## Problem description
Exact reproduction is required for all entries.

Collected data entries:
--- --- ---

impl<K, V, C> IntoIterator for Map<K, V, C> where C: Compare<K> {
    type Item = (K, V);
    type IntoIter = IntoIter<K, V>;
    fn into_iter(self) -> IntoIter<K, V> { self.into_iter() }
}

impl<K, V, C> PartialEq for Map<K, V, C> where V: PartialEq, C: Compare<K> {
    fn eq(&self, other: &Self) -> bool {
        self.len() == other.len() && self.iter().zip(other.iter()).all(|(l, r)| {
            self.tree.cmp().compares_eq(l.0, r.0) && l.1 == r.1
        })
    }
}

impl<K, V, C> Eq for Map<K, V, C> where V: Eq, C: Compare<K> {}

impl<K, V, C> PartialOrd for Map<K, V, C> where V: PartialOrd, C: Compare<K> {
    fn partial_cmp(&self, other: &Self) -> Option<Ordering> {
        let mut l = self.iter();
        let mut r = other.iter();

        loop {
            match (l.next(), r.next()) {
                (None, None) => return Some(Equal),
                (None, Some(_)) => return Some(Less),
                (Some(_), None) => return Some(Greater),
                (Some(l), Some(r)) => match self.tree.cmp().compare(l.0, r.0) {
                    Equal => match l.1.partial_cmp(r.1) {
                        Some(Equal) => {}
                        non_eq => return non_eq,
                    },
                    non_eq => return Some(non_eq),
                },
            }
        }
    }
}

impl<K, V, C> Ord for Map<K, V, C> where V: Ord, C: Compare<K> {
    fn cmp(&self, other: &Self) -> Ordering {
        let mut l = self.iter();
        let mut r = other.iter();

        loop {
            match (l.next(), r.next()) {
                (None, None) => return Equal,
                (None, Some(_)) => return Less,
                (Some(_), None) => return Greater,
                (Some(l), Some(r)) => match self.tree.cmp().compare(l.0, r.0) {
                    Equal => match l.1.cmp(r.1) {
                        Equal => {}
                        non_eq => return non_eq,
                    },
                    non_eq => return non_eq,
                },
            }
        }
    }
}

/// An iterator over the map's keys.
///
/// Acquire through [`Map::keys`](struct.Map.html#method.keys).
pub struct Keys<'a, K: 'a, V: 'a>(Iter<'a, K, V>);

impl<'a, K, V> Clone for Keys<'a, K, V> {
    fn clone(&self) -> Keys<'a, K, V> { Keys(self.0.clone()) }
}

impl<'a, K, V> Iterator for Keys<'a, K, V> {
    type Item = &'a K;
    fn next(&mut self) -> Option<&'a K> { self.0.next().map(|e| e.0) }
    fn size_hint(&self) -> (usize, Option<usize>) { self.0.size_hint() }
}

--- --- ---

## Task result
impl<K, V, C> IntoIterator for Map<K, V, C> where C: Compare<K> {
    type Item = (K, V);
    type IntoIter = IntoIter<K, V>;
    fn into_iter(self) -> IntoIter<K, V> { self.into_iter() }
}

impl<K, V, C> PartialEq for Map<K, V, C> where V: PartialEq, C: Compare<K> {
    fn eq(&self, other: &Self) -> bool {
        self.len() == other.len() && self.iter().zip(other.iter()).all(|(l, r)| {
            self.tree.cmp().compares_eq(l.0, r.0) && l.1 == r.1
        })
    }
}

impl<K, V, C> Eq for Map<K, V, C> where V: Eq, C: Compare<K> {}

impl<K, V, C> PartialOrd for Map<K, V, C> where V: PartialOrd, C: Compare<K> {
    fn partial_cmp(&self, other: &Self) -> Option<Ordering> {
        let mut l = self.iter();
        let mut r = other.iter();

        loop {
            match (l.next(), r.next()) {
                (None, None) => return Some(Equal),
                (None, Some(_)) => return Some(Less),
                (Some(_), None) => return Some(Greater),
                (Some(l), Some(r)) => match self.tree.cmp().compare(l.0, r.0) {
                    Equal => match l.1.partial_cmp(r.1) {
                        Some(Equal) => {}
                        non_eq => return non_eq,
                    },
                    non_eq => return Some(non_eq),
                },
            }
        }
    }
}

impl<K, V, C> Ord for Map<K, V, C> where V: Ord, C: Compare<K> {
    fn cmp(&self, other: &Self) -> Ordering {
        let mut l = self.iter();
        let mut r = other.iter();

        loop {
            match (l.next(), r.next()) {
                (None, None) => return Equal,
                (None, Some(_)) => return Less,
                (Some(_), None) => return Greater,
                (Some(l), Some(r)) => match self.tree.cmp().compare(l.0, r.0) {
                    Equal => match l.1.cmp(r.1) {
                        Equal => {}
                        non_eq => return non_eq,
                    },
                    non_eq => return non_eq,
                },
            }
        }
    }
}

/// An iterator over the map's keys.
///
/// Acquire through [`Map::keys`](struct.Map.html#method.keys).
pub struct Keys<'a, K: 'a, V: 'a>(Iter<'a, K, V>);

impl<'a, K, V> Clone for Keys<'a, K, V> {
    fn clone(&self) -> Keys<'a, K, V> { Keys(self.0.clone()) }
}

impl<'a, K, V> Iterator for Keys<'a, K, V> {
    type Item = &'a K;
    fn next(&mut self) -> Option<&'a K> { self.0.next().map(|e| e.0) }
    fn size_hint(&self) -> (usize, Option<usize>) { self.0.size_hint() }
}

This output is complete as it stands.